→ **Work instruction**: Copy all lines holding the word "Some" from the entries.

[Records from a data collection]
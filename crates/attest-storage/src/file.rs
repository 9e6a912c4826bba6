use crate::backend::{InsertOutcome, Result, RewardStorage};
use crate::memory::MemoryRewardStorage;
use crate::snapshot::StorageSnapshot;
use async_trait::async_trait;
use attest_types::{
    Address, AttestedProfile, Contract, DeviceAddress, LinkReferral, ProofType, ReceivingAddress,
    ReferralRewardUnit, RewardKind, RewardPayout, RewardUnit, Transaction, TransactionId, UnitId,
};
use chrono::{DateTime, Utc};
use std::path::{Path, PathBuf};
use tokio::sync::Mutex;
use tracing::{debug, info};

/// [`RewardStorage`] backed by a JSON snapshot file.
///
/// Reads are served from memory. Every mutation that changes a table is
/// followed by a full snapshot write before the call returns.
pub struct FileRewardStorage {
    inner: MemoryRewardStorage,
    path: PathBuf,
    persist_lock: Mutex<()>,
}

impl FileRewardStorage {
    /// Open the snapshot at `path`, starting empty if the file does not exist yet.
    pub async fn open(path: impl AsRef<Path>) -> Result<Self> {
        let path = path.as_ref().to_path_buf();
        let inner = if tokio::fs::try_exists(&path).await? {
            let snapshot = StorageSnapshot::load_from_file(&path).await?;
            info!(
                path = %path.display(),
                transactions = snapshot.metadata.transaction_count,
                rewards = snapshot.metadata.reward_count,
                referral_rewards = snapshot.metadata.referral_reward_count,
                "📂 Reward storage loaded"
            );
            MemoryRewardStorage::from_snapshot(snapshot)
        } else {
            if let Some(parent) = path.parent() {
                if !parent.as_os_str().is_empty() {
                    tokio::fs::create_dir_all(parent).await?;
                }
            }
            info!(path = %path.display(), "📂 Reward storage created");
            MemoryRewardStorage::new()
        };

        Ok(Self {
            inner,
            path,
            persist_lock: Mutex::new(()),
        })
    }

    pub fn path(&self) -> &Path {
        &self.path
    }

    async fn persist(&self) -> Result<()> {
        let _guard = self.persist_lock.lock().await;
        let snapshot = self.inner.snapshot().await;
        snapshot.save_to_file(&self.path).await?;
        debug!(path = %self.path.display(), hash = %snapshot.metadata.hash, "💾 Snapshot written");
        Ok(())
    }

    async fn persist_if_inserted(&self, outcome: InsertOutcome) -> Result<InsertOutcome> {
        if outcome.is_inserted() {
            self.persist().await?;
        }
        Ok(outcome)
    }
}

#[async_trait]
impl RewardStorage for FileRewardStorage {
    async fn insert_receiving_address(&self, record: ReceivingAddress) -> Result<InsertOutcome> {
        let outcome = self.inner.insert_receiving_address(record).await?;
        self.persist_if_inserted(outcome).await
    }

    async fn find_receiving_address(
        &self,
        device_address: &DeviceAddress,
        user_address: &Address,
        forum_user_id: u64,
    ) -> Result<Option<ReceivingAddress>> {
        self.inner
            .find_receiving_address(device_address, user_address, forum_user_id)
            .await
    }

    async fn get_receiving_address(
        &self,
        receiving_address: &Address,
    ) -> Result<Option<ReceivingAddress>> {
        self.inner.get_receiving_address(receiving_address).await
    }

    async fn update_profile(
        &self,
        receiving_address: &Address,
        profile: AttestedProfile,
    ) -> Result<()> {
        self.inner.update_profile(receiving_address, profile).await?;
        self.persist().await
    }

    async fn latest_device_for_user(
        &self,
        user_address: &Address,
    ) -> Result<Option<DeviceAddress>> {
        self.inner.latest_device_for_user(user_address).await
    }

    async fn list_receiving_addresses(&self) -> Result<Vec<Address>> {
        self.inner.list_receiving_addresses().await
    }

    async fn insert_transaction(
        &self,
        receiving_address: &Address,
        proof_type: ProofType,
        payment_unit: Option<UnitId>,
    ) -> Result<Transaction> {
        let transaction = self
            .inner
            .insert_transaction(receiving_address, proof_type, payment_unit)
            .await?;
        self.persist().await?;
        Ok(transaction)
    }

    async fn get_transaction(&self, transaction_id: TransactionId) -> Result<Option<Transaction>> {
        self.inner.get_transaction(transaction_id).await
    }

    async fn insert_reward_unit(&self, row: RewardUnit) -> Result<InsertOutcome> {
        let outcome = self.inner.insert_reward_unit(row).await?;
        self.persist_if_inserted(outcome).await
    }

    async fn get_reward_unit(&self, transaction_id: TransactionId) -> Result<Option<RewardUnit>> {
        self.inner.get_reward_unit(transaction_id).await
    }

    async fn insert_referral_reward_unit(&self, row: ReferralRewardUnit) -> Result<InsertOutcome> {
        let outcome = self.inner.insert_referral_reward_unit(row).await?;
        self.persist_if_inserted(outcome).await
    }

    async fn get_referral_reward_unit(
        &self,
        transaction_id: TransactionId,
    ) -> Result<Option<ReferralRewardUnit>> {
        self.inner.get_referral_reward_unit(transaction_id).await
    }

    async fn get_reward_payout(
        &self,
        kind: RewardKind,
        transaction_id: TransactionId,
    ) -> Result<Option<RewardPayout>> {
        self.inner.get_reward_payout(kind, transaction_id).await
    }

    async fn mark_reward_sent(
        &self,
        kind: RewardKind,
        transaction_id: TransactionId,
        reward_unit: UnitId,
        reward_date: DateTime<Utc>,
    ) -> Result<()> {
        self.inner
            .mark_reward_sent(kind, transaction_id, reward_unit, reward_date)
            .await?;
        self.persist().await
    }

    async fn pending_rewards(
        &self,
        kind: RewardKind,
        limit: usize,
    ) -> Result<Vec<TransactionId>> {
        self.inner.pending_rewards(kind, limit).await
    }

    async fn record_retry_attempt(
        &self,
        kind: RewardKind,
        transaction_id: TransactionId,
        attempted_at: DateTime<Utc>,
    ) -> Result<()> {
        self.inner
            .record_retry_attempt(kind, transaction_id, attempted_at)
            .await?;
        self.persist().await
    }

    async fn get_contract(&self, user_address: &Address) -> Result<Option<Contract>> {
        self.inner.get_contract(user_address).await
    }

    async fn insert_contract(&self, contract: Contract) -> Result<InsertOutcome> {
        let outcome = self.inner.insert_contract(contract).await?;
        self.persist_if_inserted(outcome).await
    }

    async fn insert_link_referral(&self, referral: LinkReferral) -> Result<InsertOutcome> {
        let outcome = self.inner.insert_link_referral(referral).await?;
        self.persist_if_inserted(outcome).await
    }

    async fn link_referrals_for_device(
        &self,
        device_address: &DeviceAddress,
    ) -> Result<Vec<LinkReferral>> {
        self.inner.link_referrals_for_device(device_address).await
    }
}
use anyhow::Result;
use attest_node::cli::{self, Cli, Commands};
use attest_node::config::LoggingConfig;
use attest_node::logging;
use clap::Parser;
use tracing_subscriber::{layer::SubscriberExt, util::SubscriberInitExt};

#[tokio::main]
async fn main() -> Result<()> {
    let cli = Cli::parse();

    if let Commands::Init { output, name } = &cli.command {
        init_fallback_logging(cli.verbose);
        cli::run_init(output, name.clone())?;
        return Ok(());
    }

    let config = cli.load_config()?;
    if let Err(e) = logging::init_logging(&config.logging, cli.verbose) {
        eprintln!("Failed to initialize logging: {}", e);
        init_fallback_logging(cli.verbose);
    }

    match cli.command {
        Commands::Start {
            data_dir,
            ledger_fixture,
        } => cli::run_start(config, data_dir, ledger_fixture).await,
        Commands::Issue { transaction_id } => cli::run_issue(config, transaction_id).await,
        Commands::Pending => cli::run_pending(config).await,
        Commands::Init { .. } => Ok(()),
    }
}

fn init_fallback_logging(verbose: u8) {
    let level = match verbose {
        0 => LoggingConfig::default().level,
        1 => "debug".to_string(),
        _ => "trace".to_string(),
    };
    let _ = tracing_subscriber::registry()
        .with(tracing_subscriber::EnvFilter::new(
            std::env::var("RUST_LOG").unwrap_or_else(|_| format!("attest={}", level)),
        ))
        .with(tracing_subscriber::fmt::layer())
        .try_init();
}
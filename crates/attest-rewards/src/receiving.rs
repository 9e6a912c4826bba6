use crate::error::{Result, RewardError};
use crate::locks::KeyedLockTable;
use attest_storage::{InsertOutcome, RewardStorage, Wallet};
use attest_types::{Address, DeviceAddress, NativeAmount, ReceivingAddress};
use chrono::Utc;
use std::sync::Arc;
use tracing::info;

/// Hands out one payment address per (device, user address, forum id) session.
pub struct ReceivingAddressAssigner {
    storage: Arc<dyn RewardStorage>,
    wallet: Arc<dyn Wallet>,
    locks: Arc<KeyedLockTable>,
}

impl ReceivingAddressAssigner {
    pub fn new(
        storage: Arc<dyn RewardStorage>,
        wallet: Arc<dyn Wallet>,
        locks: Arc<KeyedLockTable>,
    ) -> Self {
        Self {
            storage,
            wallet,
            locks,
        }
    }

    /// The session's receiving address, issuing and storing a new one on first request.
    pub async fn read_or_assign(
        &self,
        device_address: &DeviceAddress,
        user_address: &Address,
        forum_user_id: u64,
        price: NativeAmount,
    ) -> Result<ReceivingAddress> {
        let _guard = self.locks.acquire(device_address.as_str()).await;

        if let Some(existing) = self
            .storage
            .find_receiving_address(device_address, user_address, forum_user_id)
            .await?
        {
            return Ok(existing);
        }

        let record = ReceivingAddress {
            receiving_address: self.wallet.issue_next_address().await?,
            device_address: device_address.clone(),
            user_address: user_address.clone(),
            forum_user_id,
            price,
            profile: None,
            created_at: Utc::now(),
        };
        match self.storage.insert_receiving_address(record.clone()).await? {
            InsertOutcome::Inserted => {
                info!(
                    device = %device_address,
                    user_address = %user_address,
                    receiving_address = %record.receiving_address,
                    "📬 Receiving address assigned"
                );
                Ok(record)
            }
            outcome => Err(RewardError::Invariant(format!(
                "receiving address insert for device {} returned {:?}",
                device_address, outcome
            ))),
        }
    }
}

#[cfg(test)]
mod tests {
    use super::*;
    use attest_storage::{MemoryLedger, MemoryRewardStorage};

    #[tokio::test]
    async fn test_concurrent_requests_share_one_address() {
        let assigner = Arc::new(ReceivingAddressAssigner::new(
            Arc::new(MemoryRewardStorage::new()),
            Arc::new(MemoryLedger::new()),
            Arc::new(KeyedLockTable::new()),
        ));
        let device = DeviceAddress::derive(b"device");
        let user = Address::derive(b"user");
        let price = NativeAmount::from_units(49_000);

        let mut handles = Vec::new();
        for _ in 0..5 {
            let assigner = assigner.clone();
            let device = device.clone();
            let user = user.clone();
            handles.push(tokio::spawn(async move {
                assigner.read_or_assign(&device, &user, 7, price).await.unwrap()
            }));
        }

        let mut addresses = Vec::new();
        for handle in handles {
            addresses.push(handle.await.unwrap().receiving_address);
        }
        addresses.dedup();
        assert_eq!(addresses.len(), 1);

        let other = assigner.read_or_assign(&device, &user, 8, price).await.unwrap();
        assert_ne!(other.receiving_address, addresses[0]);
    }
}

→ **Response to the task**:
            if let Some(parent) = path.parent() {
        if let Some(existing) = self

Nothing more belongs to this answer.